Reportedly six-hundred people packed the St. Joseph's Church and thousands lined the way to Calvary Cemetery. Father Tim was interred in Exiles' Rest, which he had created in 1910 as a last resting place for the poor and forgotten he had served. As a testament to his respect within the trade unions, his casket was carried by six pall bearers that were all members of the Teamsters Union, Father Tim being an honorary member of Local 600, International Brotherhood of Teamsters.

Two months following his death, on Sunday, June 7, he was given a memorial service that was held at the Municipal Auditorium and attended by many dignitaries and prominent people from all walks of life. Among the participants and speakers were U.S. Senator Bennett Champ Clark, Bishop William Scarlet, Rabii Julius Gordon, and Thomas Quinn, President of the Buildings Trades Council.

== Legacy ==
Father Timothy Dempsey's charitable work established the basis for a foundation that continues to serve the needs of the homeless in St. Louis. The agency of "Father Dempsey's Charities," part of the Archdiocese of St. Louis and located at 3427 Washington Avenue, gives up to 78 residents a place to live and help with daily nourishment, getting a job, obtaining needed medical treatment, and accessing government benefits. Father Dempsey's Charities offers guests a room equipped with a bed, dresser, nightstand, lamp, and bedding. Bathrooms and kitchen facilities are shared. Breakfast and dinner are provided.

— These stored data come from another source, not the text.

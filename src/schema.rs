// Copyright (c) 2025 ADBC Drivers Contributors
//
// Licensed under the Apache License, Version 2.0 (the "License");
// you may not use this file except in compliance with the License.
// You may obtain a copy of the License at
//
//     http://www.apache.org/licenses/LICENSE-2.0
//
// Unless required by applicable law or agreed to in writing, software
// distributed under the License is distributed on an "AS IS" BASIS,
// WITHOUT WARRANTIES OR CONDITIONS OF ANY KIND, either express or implied.
// See the License for the specific language governing permissions and
// limitations under the License.

//! Parsing of the `hive_result_schema` field of `show_job` responses.
//!
//! The field is a JSON-encoded list of `[name, type]` pairs. Pig jobs may
//! report anonymous columns (e.g. the output of `COUNT`) with a bare `nil`
//! name, which is not valid JSON. For those, a small lenient parser accepts
//! the same two-level list shape with `nil`/`null` and unquoted words, and
//! the missing names become `_col{index}`.

use crate::error::{Error, Result};
use crate::types::{ColumnSchema, JobType};
use serde_json::Value;

/// Parse a raw result schema.
///
/// Returns `Ok(None)` for an empty schema. The lenient fallback only runs
/// for pig jobs whose schema text has no braces; in every other case a JSON
/// error is reported as [`Error::InvalidSchema`].
pub fn parse_result_schema(raw: &str, job_type: JobType) -> Result<Option<Vec<ColumnSchema>>> {
    if raw.trim().is_empty() {
        return Ok(None);
    }

    let json_err = match serde_json::from_str::<Value>(raw) {
        Ok(value) => return columns_from_json(&value).map(Some),
        Err(e) => e,
    };

    if job_type != JobType::Pig || raw.contains(['{', '}']) {
        return Err(Error::InvalidSchema(json_err.to_string()));
    }

    tracing::debug!("Result schema is not valid JSON, trying lenient parse");
    let rows = parse_lenient(raw).map_err(|_| Error::InvalidSchema(json_err.to_string()))?;
    columns_from_rows(rows).map(Some)
}

fn columns_from_json(value: &Value) -> Result<Vec<ColumnSchema>> {
    let Value::Array(rows) = value else {
        return Err(Error::InvalidSchema(
            "expected a list of [name, type] pairs".to_string(),
        ));
    };
    let rows = rows
        .iter()
        .map(|row| match row {
            Value::Array(items) => items
                .iter()
                .map(|item| match item {
                    Value::Null => Ok(None),
                    Value::String(s) => Ok(Some(s.clone())),
                    other => Ok(Some(other.to_string())),
                })
                .collect::<Result<Vec<_>>>(),
            other => Err(Error::InvalidSchema(format!(
                "expected a [name, type] pair, got {}",
                other
            ))),
        })
        .collect::<Result<Vec<_>>>()?;
    columns_from_rows(rows)
}

fn columns_from_rows(rows: Vec<Vec<Option<String>>>) -> Result<Vec<ColumnSchema>> {
    rows.into_iter()
        .enumerate()
        .map(|(idx, row)| {
            let mut items = row.into_iter();
            let name = items.next().flatten();
            let type_name = items.next().flatten().ok_or_else(|| {
                Error::InvalidSchema(format!("column {} has no type", idx))
            })?;
            Ok(ColumnSchema {
                name: name.unwrap_or_else(|| format!("_col{}", idx)),
                type_name,
            })
        })
        .collect()
}

/// Parse the lenient two-level list grammar:
///
/// ```text
/// schema := '[' [row {',' row}] [','] ']'
/// row    := '[' [item {',' item}] [','] ']'
/// item   := quoted-string | 'nil' | 'null' | bare-word
/// ```
///
/// `nil` and `null` yield `None`. Nothing is evaluated.
pub fn parse_lenient(input: &str) -> Result<Vec<Vec<Option<String>>>> {
    let mut parser = LenientParser {
        input: input.as_bytes(),
        pos: 0,
    };
    let rows = parser.list(|p| p.list(|p| p.item()))?;
    parser.skip_ws();
    if parser.pos != parser.input.len() {
        return Err(parser.error("trailing characters"));
    }
    Ok(rows)
}

struct LenientParser<'a> {
    input: &'a [u8],
    pos: usize,
}

impl LenientParser<'_> {
    fn error(&self, msg: &str) -> Error {
        Error::InvalidSchema(format!("{} at offset {}", msg, self.pos))
    }

    fn skip_ws(&mut self) {
        while self
            .input
            .get(self.pos)
            .is_some_and(|b| b.is_ascii_whitespace())
        {
            self.pos += 1;
        }
    }

    fn peek(&mut self) -> Option<u8> {
        self.skip_ws();
        self.input.get(self.pos).copied()
    }

    fn expect(&mut self, byte: u8) -> Result<()> {
        if self.peek() == Some(byte) {
            self.pos += 1;
            Ok(())
        } else {
            Err(self.error(&format!("expected '{}'", byte as char)))
        }
    }

    fn list<T>(&mut self, mut element: impl FnMut(&mut Self) -> Result<T>) -> Result<Vec<T>> {
        self.expect(b'[')?;
        let mut out = Vec::new();
        loop {
            if self.peek() == Some(b']') {
                self.pos += 1;
                return Ok(out);
            }
            out.push(element(self)?);
            match self.peek() {
                Some(b',') => self.pos += 1,
                Some(b']') => {}
                _ => return Err(self.error("expected ',' or ']'")),
            }
        }
    }

    fn item(&mut self) -> Result<Option<String>> {
        match self.peek() {
            Some(quote @ (b'"' | b'\'')) => self.quoted(quote).map(Some),
            Some(b) if is_word_byte(b) => {
                let start = self.pos;
                while self.input.get(self.pos).copied().is_some_and(is_word_byte) {
                    self.pos += 1;
                }
                let word = String::from_utf8_lossy(&self.input[start..self.pos]);
                match word.as_ref() {
                    "nil" | "null" => Ok(None),
                    _ => Ok(Some(word.into_owned())),
                }
            }
            _ => Err(self.error("expected an item")),
        }
    }

    fn quoted(&mut self, quote: u8) -> Result<String> {
        self.pos += 1;
        let mut out = Vec::new();
        loop {
            let Some(&b) = self.input.get(self.pos) else {
                return Err(self.error("unterminated string"));
            };
            self.pos += 1;
            match b {
                b'\\' => {
                    let Some(&escaped) = self.input.get(self.pos) else {
                        return Err(self.error("unterminated escape"));
                    };
                    self.pos += 1;
                    out.push(match escaped {
                        b'n' => b'\n',
                        b't' => b'\t',
                        b'r' => b'\r',
                        other => other,
                    });
                }
                b if b == quote => break,
                b => out.push(b),
            }
        }
        String::from_utf8(out).map_err(|_| self.error("invalid UTF-8 in string"))
    }
}

fn is_word_byte(b: u8) -> bool {
    b.is_ascii_alphanumeric() || matches!(b, b'_' | b'.' | b':' | b'<' | b'>' | b'(' | b')' | b'-')
}

#[cfg(test)]
mod tests {
    use super::*;

    fn col(name: &str, type_name: &str) -> ColumnSchema {
        ColumnSchema {
            name: name.to_string(),
            type_name: type_name.to_string(),
        }
    }

    #[test]
    fn test_empty_schema() {
        assert!(parse_result_schema("", JobType::Hive).unwrap().is_none());
        assert!(parse_result_schema("  ", JobType::Pig).unwrap().is_none());
    }

    #[test]
    fn test_valid_json_schema() {
        let cols = parse_result_schema(r#"[["id","bigint"],["name","string"]]"#, JobType::Hive)
            .unwrap()
            .unwrap();
        assert_eq!(cols, vec![col("id", "bigint"), col("name", "string")]);
    }

    #[test]
    fn test_pig_nil_names() {
        let cols = parse_result_schema(r#"[["group", "chararray"], [nil, "long"]]"#, JobType::Pig)
            .unwrap()
            .unwrap();
        assert_eq!(cols, vec![col("group", "chararray"), col("_col1", "long")]);
    }

    #[test]
    fn test_nil_rejected_for_non_pig() {
        let err = parse_result_schema(r#"[[nil, "long"]]"#, JobType::Hive).unwrap_err();
        assert!(matches!(err, Error::InvalidSchema(_)));
    }

    #[test]
    fn test_braces_skip_lenient_parse() {
        let err =
            parse_result_schema(r#"[[nil, "bag{tuple(x)}"]]"#, JobType::Pig).unwrap_err();
        assert!(matches!(err, Error::InvalidSchema(_)));
    }

    #[test]
    fn test_garbage_reports_json_error() {
        let err = parse_result_schema("[[nil, \"long\"", JobType::Pig).unwrap_err();
        assert!(matches!(err, Error::InvalidSchema(_)));
        let err = parse_result_schema("system('rm -rf /')", JobType::Pig).unwrap_err();
        assert!(matches!(err, Error::InvalidSchema(_)));
    }

    #[test]
    fn test_lenient_grammar() {
        let rows = parse_lenient(" [ [ 'a b' , nil ], [null, bare_word], [\"q\\\"x\"], ] ").unwrap();
        assert_eq!(
            rows,
            vec![
                vec![Some("a b".to_string()), None],
                vec![None, Some("bare_word".to_string())],
                vec![Some("q\"x".to_string())],
            ]
        );
        assert!(parse_lenient("[]").unwrap().is_empty());
        assert!(parse_lenient("[[a]] x").is_err());
        assert!(parse_lenient("[[a b]]").is_err());
    }

    #[test]
    fn test_missing_type_is_error() {
        let err = parse_result_schema(r#"[["only_name"]]"#, JobType::Hive).unwrap_err();
        assert!(matches!(err, Error::InvalidSchema(_)));
    }
}
// Copyright (c) 2025 ADBC Drivers Contributors
//
// Licensed under the Apache License, Version 2.0 (the "License");
// you may not use this file except in compliance with the License.
// You may obtain a copy of the License at
//
//     http://www.apache.org/licenses/LICENSE-2.0
//
// Unless required by applicable law or agreed to in writing, software
// distributed under the License is distributed on an "AS IS" BASIS,
// WITHOUT WARRANTIES OR CONDITIONS OF ANY KIND, either express or implied.
// See the License for the specific language governing permissions and
// limitations under the License.

//! Error types for job API calls and result streaming.
//!
//! Every fetch call fails with one of the decode kinds
//! ([`ErrorKind::RequestFailed`], [`ErrorKind::CorruptStream`],
//! [`ErrorKind::TruncatedRecord`]) or with a transport, sink or handler
//! failure. Records delivered before an error stay delivered.

use thiserror::Error;

/// Result alias used throughout the crate.
pub type Result<T> = std::result::Result<T, Error>;

/// Errors raised by the job client and the result pipeline.
#[derive(Debug, Error)]
pub enum Error {
    /// The server answered with a non-success status; nothing was streamed.
    #[error("request failed: HTTP {status} - {message}")]
    RequestFailed { status: u16, message: String },

    /// The decompressor or the record decoder rejected the byte stream.
    #[error("corrupt stream: {0}")]
    CorruptStream(String),

    /// The stream ended while a record was only partially received.
    #[error("truncated record: stream ended with {pending} undecoded bytes")]
    TruncatedRecord { pending: usize },

    /// The HTTP layer failed to connect or to deliver the body.
    #[error("transport error: {0}")]
    Transport(String),

    /// Writing decompressed bytes to the caller's sink failed.
    #[error("I/O error: {0}")]
    Io(#[from] std::io::Error),

    /// A control-plane response body could not be interpreted.
    #[error("invalid response: {0}")]
    InvalidResponse(String),

    /// A job's result schema could not be parsed.
    #[error("invalid result schema: {0}")]
    InvalidSchema(String),

    /// A configuration option was missing or malformed.
    #[error("invalid configuration: {0}")]
    InvalidConfig(String),

    /// A caller-supplied record handler returned an error.
    #[error("record handler failed: {0}")]
    Handler(#[source] Box<dyn std::error::Error + Send + Sync>),

    /// The consumer cancelled the stream.
    #[error("result stream cancelled")]
    Cancelled,
}

/// Discriminant of [`Error`], convenient for matching without payloads.
#[derive(Debug, Clone, Copy, PartialEq, Eq)]
pub enum ErrorKind {
    RequestFailed,
    CorruptStream,
    TruncatedRecord,
    Transport,
    Io,
    InvalidResponse,
    InvalidSchema,
    InvalidConfig,
    Handler,
    Cancelled,
}

impl Error {
    /// Wrap an arbitrary handler error so it can abort a stream.
    pub fn handler<E>(err: E) -> Self
    where
        E: Into<Box<dyn std::error::Error + Send + Sync>>,
    {
        Error::Handler(err.into())
    }

    pub fn kind(&self) -> ErrorKind {
        match self {
            Error::RequestFailed { .. } => ErrorKind::RequestFailed,
            Error::CorruptStream(_) => ErrorKind::CorruptStream,
            Error::TruncatedRecord { .. } => ErrorKind::TruncatedRecord,
            Error::Transport(_) => ErrorKind::Transport,
            Error::Io(_) => ErrorKind::Io,
            Error::InvalidResponse(_) => ErrorKind::InvalidResponse,
            Error::InvalidSchema(_) => ErrorKind::InvalidSchema,
            Error::InvalidConfig(_) => ErrorKind::InvalidConfig,
            Error::Handler(_) => ErrorKind::Handler,
            Error::Cancelled => ErrorKind::Cancelled,
        }
    }

    /// True for the three decode failures of a result fetch.
    pub fn is_decode_error(&self) -> bool {
        matches!(
            self.kind(),
            ErrorKind::RequestFailed | ErrorKind::CorruptStream | ErrorKind::TruncatedRecord
        )
    }

    /// Prefix the message of a request or transport failure with the
    /// operation that failed. Other kinds are returned unchanged.
    pub fn context(self, context: &str) -> Self {
        match self {
            Error::RequestFailed { status, message } => Error::RequestFailed {
                status,
                message: format!("{}: {}", context, message),
            },
            Error::Transport(message) => Error::Transport(format!("{}: {}", context, message)),
            other => other,
        }
    }

    /// True when the request itself could be retried by the caller.
    pub fn is_retryable(&self) -> bool {
        matches!(self, Error::RequestFailed { .. } | Error::Transport(_))
    }
}

#[cfg(test)]
mod tests {
    use super::*;

    #[test]
    fn test_kind_matches_variant() {
        let err = Error::RequestFailed {
            status: 500,
            message: "boom".to_string(),
        };
        assert_eq!(err.kind(), ErrorKind::RequestFailed);
        assert!(err.is_decode_error());
        assert!(err.is_retryable());

        let err = Error::TruncatedRecord { pending: 40 };
        assert_eq!(err.kind(), ErrorKind::TruncatedRecord);
        assert!(err.is_decode_error());
        assert!(!err.is_retryable());

        assert!(!Error::Cancelled.is_decode_error());
    }

    #[test]
    fn test_display() {
        let err = Error::RequestFailed {
            status: 404,
            message: "job not found".to_string(),
        };
        assert_eq!(err.to_string(), "request failed: HTTP 404 - job not found");

        let err = Error::TruncatedRecord { pending: 41 };
        assert_eq!(
            err.to_string(),
            "truncated record: stream ended with 41 undecoded bytes"
        );
    }

    #[test]
    fn test_handler_wraps_source() {
        let err = Error::handler("disk full");
        assert_eq!(err.kind(), ErrorKind::Handler);
        assert!(std::error::Error::source(&err).is_some());
        assert_eq!(err.to_string(), "record handler failed: disk full");
    }

    #[test]
    fn test_context_prefixes_request_errors() {
        let err = Error::RequestFailed {
            status: 404,
            message: "not found".to_string(),
        }
        .context("Show job failed");
        assert_eq!(
            err.to_string(),
            "request failed: HTTP 404 - Show job failed: not found"
        );

        let err = Error::TruncatedRecord { pending: 1 }.context("ignored");
        assert!(matches!(err, Error::TruncatedRecord { pending: 1 }));
    }

    #[test]
    fn test_io_from() {
        let io = std::io::Error::new(std::io::ErrorKind::BrokenPipe, "closed");
        let err: Error = io.into();
        assert_eq!(err.kind(), ErrorKind::Io);
    }
}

Dempsey's charitable work inspired others to do the same. In New Orleans, a newly ordained priest who attended Kenrick Seminary in St. Louis, Father Peter M.H. Wynhoven, started the St. Vincent's Hotel in 1911, complete with inexpensive rooms, meals and an employment bureau, all based on the work of Father Timothy Dempsey. Other similarly inspired institutions were founded in Seattle, San Francisco, Newark, Omaha, Milwaukee and Kansas City.

The Ancient Order of Hibernians – Father Dempsey Division 1 is named in his honor.